La temperatura dell'aria ha un ruolo essenziale quando si parla di umidificazione. Per ogni livello di temperatura l'aria è in grado di trattenere una quantità definita di vapore acqueo. Fondamentalmente, più è alta la temperatura più l'aria è in grado di trattenere vapore acqueo.

Umidità relativa

L'umidità relativa è il rapporto tra il vapore acqueo effettivamente presente nell'aria e la quantità di vapore acqueo che l'aria è in grado di trattenere (capacità).
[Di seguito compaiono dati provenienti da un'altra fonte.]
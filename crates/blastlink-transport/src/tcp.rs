//! TCP listener and dialer for the two peers.

use std::net::{Ipv4Addr, SocketAddr};
use std::time::Duration;

use tokio::net::tcp::{OwnedReadHalf, OwnedWriteHalf};
use tokio::net::{TcpListener, TcpStream};

use crate::TransportError;

/// A connected TCP stream together with the peer's address.
#[derive(Debug)]
pub struct PeerStream {
    stream: TcpStream,
    peer_addr: SocketAddr,
}

impl PeerStream {
    fn new(stream: TcpStream, peer_addr: SocketAddr) -> Self {
        // Player state is small and latency-sensitive; don't let Nagle
        // batch it.
        if let Err(e) = stream.set_nodelay(true) {
            tracing::debug!(%peer_addr, error = %e, "could not disable Nagle");
        }
        Self { stream, peer_addr }
    }

    pub fn peer_addr(&self) -> SocketAddr {
        self.peer_addr
    }

    pub fn local_addr(&self) -> std::io::Result<SocketAddr> {
        self.stream.local_addr()
    }

    /// Splits into independently owned read and write halves so the
    /// receive loop and the writer can run as separate tasks.
    pub fn into_split(self) -> (OwnedReadHalf, OwnedWriteHalf) {
        self.stream.into_split()
    }
}

// ---------------------------------------------------------------------------
// Host side
// ---------------------------------------------------------------------------

/// The host's listening socket.
///
/// Binds every interface so a LAN peer can reach it. Dropping the listener
/// closes the port, which is how the host refuses a second player.
pub struct HostListener {
    listener: TcpListener,
    local_addr: SocketAddr,
}

impl HostListener {
    /// Binds `0.0.0.0:port`, walking up to `fallback_attempts` following
    /// ports if the preferred one is already taken.
    ///
    /// Port 0 asks the OS for any free port and never falls back.
    ///
    /// # Errors
    /// [`TransportError::BindFailed`] carrying the last bind error.
    pub async fn bind(port: u16, fallback_attempts: u16) -> Result<Self, TransportError> {
        let mut last_error = None;

        for candidate in candidate_ports(port, fallback_attempts) {
            match TcpListener::bind((Ipv4Addr::UNSPECIFIED, candidate)).await {
                Ok(listener) => {
                    let local_addr = listener.local_addr().map_err(|source| {
                        TransportError::BindFailed {
                            port: candidate,
                            source,
                        }
                    })?;
                    if candidate != port {
                        tracing::warn!(
                            preferred = port,
                            bound = local_addr.port(),
                            "preferred port busy, using fallback"
                        );
                    }
                    tracing::info!(%local_addr, "host listening");
                    return Ok(Self {
                        listener,
                        local_addr,
                    });
                }
                Err(e) => {
                    tracing::debug!(port = candidate, error = %e, "bind failed");
                    last_error = Some((candidate, e));
                }
            }
        }

        let (port, source) = last_error.unwrap_or_else(|| {
            (
                port,
                std::io::Error::new(std::io::ErrorKind::AddrNotAvailable, "no candidate ports"),
            )
        });
        Err(TransportError::BindFailed { port, source })
    }

    pub fn local_addr(&self) -> SocketAddr {
        self.local_addr
    }

    pub fn port(&self) -> u16 {
        self.local_addr.port()
    }

    /// Waits at most `wait` for one inbound connection.
    ///
    /// # Errors
    /// [`TransportError::AcceptTimedOut`] when nobody connects in time,
    /// [`TransportError::AcceptFailed`] on a socket error.
    pub async fn accept_within(&self, wait: Duration) -> Result<PeerStream, TransportError> {
        let (stream, peer_addr) = tokio::time::timeout(wait, self.listener.accept())
            .await
            .map_err(|_| TransportError::AcceptTimedOut(wait))?
            .map_err(TransportError::AcceptFailed)?;

        tracing::debug!(%peer_addr, "accepted peer");
        Ok(PeerStream::new(stream, peer_addr))
    }

    /// Waits for the next inbound connection with no deadline.
    pub async fn accept(&self) -> Result<PeerStream, TransportError> {
        let (stream, peer_addr) = self
            .listener
            .accept()
            .await
            .map_err(TransportError::AcceptFailed)?;
        Ok(PeerStream::new(stream, peer_addr))
    }
}

/// The preferred port followed by its fallbacks, stopping at `u16::MAX`.
fn candidate_ports(port: u16, fallback_attempts: u16) -> impl Iterator<Item = u16> {
    let extra = if port == 0 { 0 } else { fallback_attempts };
    (0..=extra).map_while(move |offset| port.checked_add(offset))
}

// ---------------------------------------------------------------------------
// Client side
// ---------------------------------------------------------------------------

/// Opens one TCP connection to `host:port`, giving up after `connect_timeout`.
///
/// # Errors
/// [`TransportError::ConnectTimedOut`] or [`TransportError::ConnectFailed`];
/// both are retryable.
pub async fn dial(
    host: &str,
    port: u16,
    connect_timeout: Duration,
) -> Result<PeerStream, TransportError> {
    let addr = format!("{host}:{port}");

    let stream = tokio::time::timeout(connect_timeout, TcpStream::connect((host, port)))
        .await
        .map_err(|_| TransportError::ConnectTimedOut {
            addr: addr.clone(),
            timeout: connect_timeout,
        })?
        .map_err(|source| TransportError::ConnectFailed {
            addr: addr.clone(),
            source,
        })?;

    let peer_addr = stream
        .peer_addr()
        .map_err(|source| TransportError::ConnectFailed { addr, source })?;

    tracing::debug!(%peer_addr, "connected to host");
    Ok(PeerStream::new(stream, peer_addr))
}

#[cfg(test)]
mod tests {
    use super::*;

    #[test]
    fn test_candidate_ports_include_preferred_then_fallbacks() {
        let ports: Vec<u16> = candidate_ports(4040, 3).collect();
        assert_eq!(ports, vec![4040, 4041, 4042, 4043]);
    }

    #[test]
    fn test_candidate_ports_stop_at_u16_max() {
        let ports: Vec<u16> = candidate_ports(u16::MAX - 1, 5).collect();
        assert_eq!(ports, vec![u16::MAX - 1, u16::MAX]);
    }

    #[test]
    fn test_candidate_ports_zero_never_falls_back() {
        let ports: Vec<u16> = candidate_ports(0, 10).collect();
        assert_eq!(ports, vec![0]);
    }
}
L'unità di misura dell'umidità relativa è la %.

Umidità assoluta

L'umidità assoluta è la misura del contenuto effettivo di vapore acqueo per volume d'aria e si misura in milligrammi di vapore acqueo per litro d'aria {mg H2O/l}.

Punto di rugiada

Il livello di temperatura al quale un gas completamente saturato inizia a condensare (quest'evento è spesso indicato come effetto di condensa in un circuito paziente).
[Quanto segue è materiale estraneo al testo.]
//! How persistently a client dials the host.

use std::time::Duration;

use rand::Rng;
use serde::{Deserialize, Serialize};

/// Dial retry settings for the client.
///
/// A full attempt is connect + handshake; on failure the client waits
/// `backoff` plus up to `jitter` before starting over. The jitter keeps two
/// clients that lost the same host from hammering it in lockstep.
#[derive(Debug, Clone, PartialEq, Serialize, Deserialize)]
pub struct RetryPolicy {
    /// Total attempts before giving up. At least 1.
    pub attempts: u32,
    /// Limit on a single TCP connect.
    pub connect_timeout: Duration,
    /// Fixed pause between attempts.
    pub backoff: Duration,
    /// Upper bound on the random extra pause.
    pub jitter: Duration,
}

impl Default for RetryPolicy {
    fn default() -> Self {
        Self {
            attempts: 5,
            connect_timeout: Duration::from_secs(5),
            backoff: Duration::from_secs(2),
            jitter: Duration::from_millis(250),
        }
    }
}

impl RetryPolicy {
    /// A policy that tries exactly once.
    pub fn once(connect_timeout: Duration) -> Self {
        Self {
            attempts: 1,
            connect_timeout,
            backoff: Duration::ZERO,
            jitter: Duration::ZERO,
        }
    }

    /// Number of attempts, treating 0 as 1.
    pub fn max_attempts(&self) -> u32 {
        self.attempts.max(1)
    }

    /// Pause before the next attempt.
    pub fn next_delay(&self) -> Duration {
        let jitter_us = self.jitter.as_micros() as u64;
        let extra = if jitter_us > 0 {
            Duration::from_micros(rand::rng().random_range(0..=jitter_us))
        } else {
            Duration::ZERO
        };
        self.backoff + extra
    }
}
Nell'esempio qui sotto, il contenuto in vapore acqueo per litro d'aria (umidità assoluta) è identico in entrambi i casi e pari a 44 mg H2O/l. Tuttavia il cubo a 37°C deve avere un'umidità relativa del 100% per accogliere 44 mg di H2O, rispetto al 67% di umidità relativa al livello di temperatura più elevato di 45°C. Più alta è la temperatura, maggiore è la capacità di trattenere il vapore acqueo.

Diagram1

Differenza tra l'umidificazione "pass over" a freddo e l'umidificazione riscaldata

li umidificatori a freddo fanno passare il flusso d'aria su una raccolta d'acqua e quindi captano il vapore acqueo che evapora liberamente. In genere più è ampia la superficie della raccolta d'acqua e maggiore è la quantità di vapore acqueo che la corrente d'aria può captare. Questo è il motivo per cui l'umidificatore Respironics LX e il nuovo umidificatore REMstar a freddo possiedono capacità di umidificazione superiori rispetto alla camera d'acqua non riscaldata tipo contenitore, con una superficie minima.

Anche l'umidificatore REMstar riscaldato è un umidificatore a freddo ma è riscaldato. Gli umidificatori a freddo riscaldati umidificano in modo molto più efficiente semplicemente perché aumentano la temperatura dell'acqua e così facendo aumentano la produzione di vapore acqueo rispetto all'umidificazione libera (vedere la figura qui sotto). Aumentando la temperatura dell'acqua ogni singola molecola riceve più energia, così che più molecole sono in grado di abbandonare lo stato liquido. Di conseguenza, l'umidificatore riscaldato è in grado di fornire alla corrente d'aria una maggiore quantità di vapore acqueo rispetto a un normale modello "pass-over" a freddo.

Diagram2

I batteri e la camera

L'umidificazione riscaldata produce vapore acqueo molecolare, che ha una dimensione di 0,0001 micron, troppo piccola per trasportare batteri nella corrente d'aria che viene erogata al paziente. La presenza di piccole quantità di batteri nella camera non è un grosso rischio per il paziente. I batteri necessitano di un vettore e il vapore acqueo molecolare non può farsi carico di questo meccanismo.

Nota: la camera dell'umidificatore offre condizioni favorevoli alla colonizzazione da parte di microrganismi come i batteri. Questo è stato dimostrato negli anni con altri respiratori. Ciò sottolinea l'importanza di effettuare frequentemente una corretta pulizia delle camere degli umidificatori.

Acqua distillata o acqua del rubinetto?

L'acqua del rubinetto contiene quasi sempre diversi minerali. Quando si riscalda una raccolta d'acqua e questa evapora, i minerali si depositano e possono macchiare la piastra di alluminio e l'alloggiamento in plastica della camera dell'umidificatore. Ciò può influire negativamente sulla longevità della camera. L'acqua distillata, che è stata purificata, quando evapora non deposita minerali, e può quindi allungare il ciclo di vita della camera.